** Task directions **
Set down exactly the lines in the records below that run from the line with "Counter: claim attempts." to the line with "processes this workflow.", inclusive, and nothing more.

◇ ◇ ◇ ◇

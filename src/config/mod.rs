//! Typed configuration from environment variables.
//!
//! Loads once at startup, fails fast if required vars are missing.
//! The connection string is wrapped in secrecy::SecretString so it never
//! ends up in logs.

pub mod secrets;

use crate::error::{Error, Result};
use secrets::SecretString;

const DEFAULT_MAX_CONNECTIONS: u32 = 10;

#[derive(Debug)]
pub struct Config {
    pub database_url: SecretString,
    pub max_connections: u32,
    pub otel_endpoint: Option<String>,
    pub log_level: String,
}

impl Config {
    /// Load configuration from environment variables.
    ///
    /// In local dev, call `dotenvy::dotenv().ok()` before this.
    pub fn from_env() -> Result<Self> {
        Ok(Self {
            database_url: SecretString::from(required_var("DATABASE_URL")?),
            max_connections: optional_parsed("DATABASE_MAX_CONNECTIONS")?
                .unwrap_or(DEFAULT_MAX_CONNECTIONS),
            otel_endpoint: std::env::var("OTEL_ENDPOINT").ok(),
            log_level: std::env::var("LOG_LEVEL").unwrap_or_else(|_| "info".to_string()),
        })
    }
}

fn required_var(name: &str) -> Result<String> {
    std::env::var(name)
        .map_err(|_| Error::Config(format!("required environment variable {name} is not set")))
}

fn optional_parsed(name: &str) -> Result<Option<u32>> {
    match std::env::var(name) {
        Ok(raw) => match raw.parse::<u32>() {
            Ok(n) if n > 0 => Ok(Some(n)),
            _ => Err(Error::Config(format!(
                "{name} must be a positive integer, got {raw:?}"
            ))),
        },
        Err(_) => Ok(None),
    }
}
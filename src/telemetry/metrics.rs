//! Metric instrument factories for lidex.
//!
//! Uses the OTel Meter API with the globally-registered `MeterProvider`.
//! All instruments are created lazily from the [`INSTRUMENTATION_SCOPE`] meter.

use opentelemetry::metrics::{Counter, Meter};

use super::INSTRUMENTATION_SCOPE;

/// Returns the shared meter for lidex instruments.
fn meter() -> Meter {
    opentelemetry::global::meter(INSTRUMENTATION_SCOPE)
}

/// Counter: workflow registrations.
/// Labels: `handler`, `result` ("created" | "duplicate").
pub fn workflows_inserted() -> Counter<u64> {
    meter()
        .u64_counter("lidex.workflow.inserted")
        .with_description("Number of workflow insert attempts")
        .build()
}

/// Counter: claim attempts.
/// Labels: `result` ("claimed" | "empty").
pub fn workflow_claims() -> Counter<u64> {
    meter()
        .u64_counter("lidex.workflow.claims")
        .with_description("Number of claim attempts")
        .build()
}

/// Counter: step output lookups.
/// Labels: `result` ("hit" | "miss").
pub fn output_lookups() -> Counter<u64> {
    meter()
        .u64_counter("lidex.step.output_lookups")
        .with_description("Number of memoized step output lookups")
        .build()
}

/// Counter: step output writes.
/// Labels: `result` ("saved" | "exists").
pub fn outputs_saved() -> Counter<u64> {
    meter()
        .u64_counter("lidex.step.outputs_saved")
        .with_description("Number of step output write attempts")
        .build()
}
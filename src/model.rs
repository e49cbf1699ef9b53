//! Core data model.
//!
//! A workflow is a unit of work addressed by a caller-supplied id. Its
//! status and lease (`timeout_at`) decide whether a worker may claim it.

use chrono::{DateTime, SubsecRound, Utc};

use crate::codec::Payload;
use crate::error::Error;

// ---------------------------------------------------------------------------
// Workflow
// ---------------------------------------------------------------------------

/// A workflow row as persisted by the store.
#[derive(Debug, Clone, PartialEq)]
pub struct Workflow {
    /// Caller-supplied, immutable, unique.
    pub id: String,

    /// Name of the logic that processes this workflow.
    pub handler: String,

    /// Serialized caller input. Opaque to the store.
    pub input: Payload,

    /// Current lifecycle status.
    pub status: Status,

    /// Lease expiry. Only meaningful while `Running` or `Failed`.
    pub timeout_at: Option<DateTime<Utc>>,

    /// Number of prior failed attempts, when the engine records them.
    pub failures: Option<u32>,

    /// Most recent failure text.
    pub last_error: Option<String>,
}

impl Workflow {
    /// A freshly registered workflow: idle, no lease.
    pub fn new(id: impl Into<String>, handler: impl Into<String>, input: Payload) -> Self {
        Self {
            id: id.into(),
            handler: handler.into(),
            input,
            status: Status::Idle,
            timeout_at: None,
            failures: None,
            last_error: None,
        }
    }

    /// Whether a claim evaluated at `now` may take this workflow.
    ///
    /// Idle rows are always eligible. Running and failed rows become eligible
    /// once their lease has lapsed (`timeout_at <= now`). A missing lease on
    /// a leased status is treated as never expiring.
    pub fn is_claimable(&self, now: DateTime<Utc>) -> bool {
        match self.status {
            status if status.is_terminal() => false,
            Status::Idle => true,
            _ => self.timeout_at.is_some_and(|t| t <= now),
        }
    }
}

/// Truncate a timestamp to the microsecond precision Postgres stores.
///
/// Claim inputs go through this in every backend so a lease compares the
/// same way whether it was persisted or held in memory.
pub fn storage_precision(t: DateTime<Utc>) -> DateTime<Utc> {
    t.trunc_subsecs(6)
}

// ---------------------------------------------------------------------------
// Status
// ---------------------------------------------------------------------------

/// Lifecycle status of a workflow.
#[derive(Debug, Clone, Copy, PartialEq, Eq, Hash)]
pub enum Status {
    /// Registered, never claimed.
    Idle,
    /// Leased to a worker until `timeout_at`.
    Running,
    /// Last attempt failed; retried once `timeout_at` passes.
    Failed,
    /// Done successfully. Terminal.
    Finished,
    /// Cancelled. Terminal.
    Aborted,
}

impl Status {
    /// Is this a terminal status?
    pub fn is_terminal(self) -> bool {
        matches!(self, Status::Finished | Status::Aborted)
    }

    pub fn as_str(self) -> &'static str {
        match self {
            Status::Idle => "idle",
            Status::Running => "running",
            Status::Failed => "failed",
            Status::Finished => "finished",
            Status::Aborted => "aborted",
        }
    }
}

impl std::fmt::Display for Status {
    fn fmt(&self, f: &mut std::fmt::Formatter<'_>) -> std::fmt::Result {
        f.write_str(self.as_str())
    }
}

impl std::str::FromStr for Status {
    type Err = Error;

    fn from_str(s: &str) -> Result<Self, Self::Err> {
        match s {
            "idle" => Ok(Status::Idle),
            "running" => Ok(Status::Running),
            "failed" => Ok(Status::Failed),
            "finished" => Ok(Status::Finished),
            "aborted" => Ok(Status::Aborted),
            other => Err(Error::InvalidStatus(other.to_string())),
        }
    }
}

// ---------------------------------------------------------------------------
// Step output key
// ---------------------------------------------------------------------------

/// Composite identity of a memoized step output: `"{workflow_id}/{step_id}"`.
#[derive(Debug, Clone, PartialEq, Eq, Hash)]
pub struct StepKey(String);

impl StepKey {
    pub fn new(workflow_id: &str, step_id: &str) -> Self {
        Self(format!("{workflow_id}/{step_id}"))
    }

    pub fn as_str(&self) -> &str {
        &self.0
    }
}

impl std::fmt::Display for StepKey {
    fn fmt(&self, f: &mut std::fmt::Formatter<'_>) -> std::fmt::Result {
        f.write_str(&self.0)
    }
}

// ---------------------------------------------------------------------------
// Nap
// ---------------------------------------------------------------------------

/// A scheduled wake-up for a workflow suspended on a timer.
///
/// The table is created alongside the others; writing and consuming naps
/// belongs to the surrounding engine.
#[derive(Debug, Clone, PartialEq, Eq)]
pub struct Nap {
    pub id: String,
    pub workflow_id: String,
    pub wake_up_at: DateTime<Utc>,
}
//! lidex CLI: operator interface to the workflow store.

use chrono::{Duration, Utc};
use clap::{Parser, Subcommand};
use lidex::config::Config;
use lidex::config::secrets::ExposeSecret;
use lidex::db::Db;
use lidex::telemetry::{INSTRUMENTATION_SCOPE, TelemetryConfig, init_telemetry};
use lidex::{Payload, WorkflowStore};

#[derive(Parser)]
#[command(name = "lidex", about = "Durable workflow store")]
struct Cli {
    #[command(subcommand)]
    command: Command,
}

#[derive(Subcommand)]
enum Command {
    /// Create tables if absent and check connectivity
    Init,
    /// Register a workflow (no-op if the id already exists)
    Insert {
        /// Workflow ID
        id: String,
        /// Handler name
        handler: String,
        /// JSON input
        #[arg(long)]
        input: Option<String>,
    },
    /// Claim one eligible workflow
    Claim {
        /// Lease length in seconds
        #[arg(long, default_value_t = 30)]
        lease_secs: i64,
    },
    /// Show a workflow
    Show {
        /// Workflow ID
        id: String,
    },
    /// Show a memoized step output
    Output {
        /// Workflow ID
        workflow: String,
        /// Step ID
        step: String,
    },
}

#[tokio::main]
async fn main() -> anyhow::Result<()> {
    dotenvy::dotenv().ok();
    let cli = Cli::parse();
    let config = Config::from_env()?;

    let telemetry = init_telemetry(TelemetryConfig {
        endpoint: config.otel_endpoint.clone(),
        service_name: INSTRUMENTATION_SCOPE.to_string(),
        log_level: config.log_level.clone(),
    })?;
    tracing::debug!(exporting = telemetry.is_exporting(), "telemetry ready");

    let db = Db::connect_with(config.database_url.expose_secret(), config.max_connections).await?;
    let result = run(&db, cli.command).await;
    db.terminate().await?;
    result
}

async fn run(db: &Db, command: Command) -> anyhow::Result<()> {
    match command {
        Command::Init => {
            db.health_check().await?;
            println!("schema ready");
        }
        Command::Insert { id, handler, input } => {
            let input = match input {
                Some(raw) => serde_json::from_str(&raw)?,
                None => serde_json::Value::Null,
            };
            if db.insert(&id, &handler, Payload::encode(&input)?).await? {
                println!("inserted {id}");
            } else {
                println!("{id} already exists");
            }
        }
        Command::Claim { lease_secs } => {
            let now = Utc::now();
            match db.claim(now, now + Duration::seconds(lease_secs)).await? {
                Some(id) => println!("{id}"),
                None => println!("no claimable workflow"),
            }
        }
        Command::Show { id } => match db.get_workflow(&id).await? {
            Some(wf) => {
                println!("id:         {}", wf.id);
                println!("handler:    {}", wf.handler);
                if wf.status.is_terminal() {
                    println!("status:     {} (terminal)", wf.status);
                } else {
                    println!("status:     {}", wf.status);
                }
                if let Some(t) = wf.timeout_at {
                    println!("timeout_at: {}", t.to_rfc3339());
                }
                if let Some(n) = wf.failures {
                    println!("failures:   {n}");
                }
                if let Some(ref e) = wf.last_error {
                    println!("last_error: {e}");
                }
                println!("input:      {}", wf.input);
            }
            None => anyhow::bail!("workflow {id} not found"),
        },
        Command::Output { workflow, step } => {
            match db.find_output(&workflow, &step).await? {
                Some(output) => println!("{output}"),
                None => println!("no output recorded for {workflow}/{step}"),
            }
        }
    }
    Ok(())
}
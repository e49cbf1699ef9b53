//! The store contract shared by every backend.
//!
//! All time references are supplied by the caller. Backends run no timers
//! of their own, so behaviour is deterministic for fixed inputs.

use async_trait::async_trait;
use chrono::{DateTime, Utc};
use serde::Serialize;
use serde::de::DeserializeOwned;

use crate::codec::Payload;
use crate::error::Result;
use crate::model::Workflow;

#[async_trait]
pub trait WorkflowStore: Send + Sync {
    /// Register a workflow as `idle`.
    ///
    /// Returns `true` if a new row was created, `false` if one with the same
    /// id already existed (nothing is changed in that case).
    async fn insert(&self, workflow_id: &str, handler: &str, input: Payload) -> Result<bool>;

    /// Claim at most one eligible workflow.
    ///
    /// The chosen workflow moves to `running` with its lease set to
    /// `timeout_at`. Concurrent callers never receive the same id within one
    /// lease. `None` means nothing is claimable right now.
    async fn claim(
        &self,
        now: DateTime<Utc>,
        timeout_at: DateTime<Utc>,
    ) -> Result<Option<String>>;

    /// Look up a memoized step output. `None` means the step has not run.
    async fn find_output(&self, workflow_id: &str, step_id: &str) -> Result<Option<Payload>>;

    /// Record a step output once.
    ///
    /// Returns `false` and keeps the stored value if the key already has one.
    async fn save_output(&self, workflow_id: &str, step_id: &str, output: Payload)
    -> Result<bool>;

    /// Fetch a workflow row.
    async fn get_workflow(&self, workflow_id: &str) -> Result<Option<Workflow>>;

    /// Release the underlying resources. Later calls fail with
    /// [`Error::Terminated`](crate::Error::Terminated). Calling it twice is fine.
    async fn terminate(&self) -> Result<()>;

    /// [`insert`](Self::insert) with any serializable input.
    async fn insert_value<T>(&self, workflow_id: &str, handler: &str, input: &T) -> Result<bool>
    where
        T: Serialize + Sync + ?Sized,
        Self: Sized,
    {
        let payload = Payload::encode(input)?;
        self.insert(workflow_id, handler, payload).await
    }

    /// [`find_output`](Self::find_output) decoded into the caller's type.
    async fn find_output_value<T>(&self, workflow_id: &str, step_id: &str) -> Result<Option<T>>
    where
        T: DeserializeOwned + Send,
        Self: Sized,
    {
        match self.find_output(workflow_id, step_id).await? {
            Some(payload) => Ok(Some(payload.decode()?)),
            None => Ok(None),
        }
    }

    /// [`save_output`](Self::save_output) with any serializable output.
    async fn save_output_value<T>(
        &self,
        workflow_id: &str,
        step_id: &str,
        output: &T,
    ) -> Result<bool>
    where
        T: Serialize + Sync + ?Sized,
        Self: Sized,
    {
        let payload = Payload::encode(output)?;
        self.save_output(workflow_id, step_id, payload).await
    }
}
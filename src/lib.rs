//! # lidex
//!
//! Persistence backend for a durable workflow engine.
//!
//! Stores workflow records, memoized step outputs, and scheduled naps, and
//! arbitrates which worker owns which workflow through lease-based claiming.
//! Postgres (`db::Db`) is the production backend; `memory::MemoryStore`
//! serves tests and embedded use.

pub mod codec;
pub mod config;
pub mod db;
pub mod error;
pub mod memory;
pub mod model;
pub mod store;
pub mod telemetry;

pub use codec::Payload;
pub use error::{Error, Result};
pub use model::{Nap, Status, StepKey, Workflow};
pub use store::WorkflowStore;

◇ ◇ ◇ ◇

** Result for this exercise **
/// Counter: claim attempts.
/// Labels: `result` ("claimed" | "empty").
pub fn workflow_claims() -> Counter<u64> {
    meter()
        .u64_counter("lidex.workflow.claims")
        .with_description("Number of claim attempts")
        .build()
}

/// Counter: step output lookups.
/// Labels: `result` ("hit" | "miss").
pub fn output_lookups() -> Counter<u64> {
    meter()
        .u64_counter("lidex.step.output_lookups")
        .with_description("Number of memoized step output lookups")
        .build()
}

/// Counter: step output writes.
/// Labels: `result` ("saved" | "exists").
pub fn outputs_saved() -> Counter<u64> {
    meter()
        .u64_counter("lidex.step.outputs_saved")
        .with_description("Number of step output write attempts")
        .build()
}
filename src/model.rs
repository e49cbf1699ef9b53
//! Core data model.
//!
//! A workflow is a unit of work addressed by a caller-supplied id. Its
//! status and lease (`timeout_at`) decide whether a worker may claim it.

use chrono::{DateTime, SubsecRound, Utc};

use crate::codec::Payload;
use crate::error::Error;

// ---------------------------------------------------------------------------
// Workflow
// ---------------------------------------------------------------------------

/// A workflow row as persisted by the store.
#[derive(Debug, Clone, PartialEq)]
pub struct Workflow {
    /// Caller-supplied, immutable, unique.
    pub id: String,

    /// Name of the logic that processes this workflow.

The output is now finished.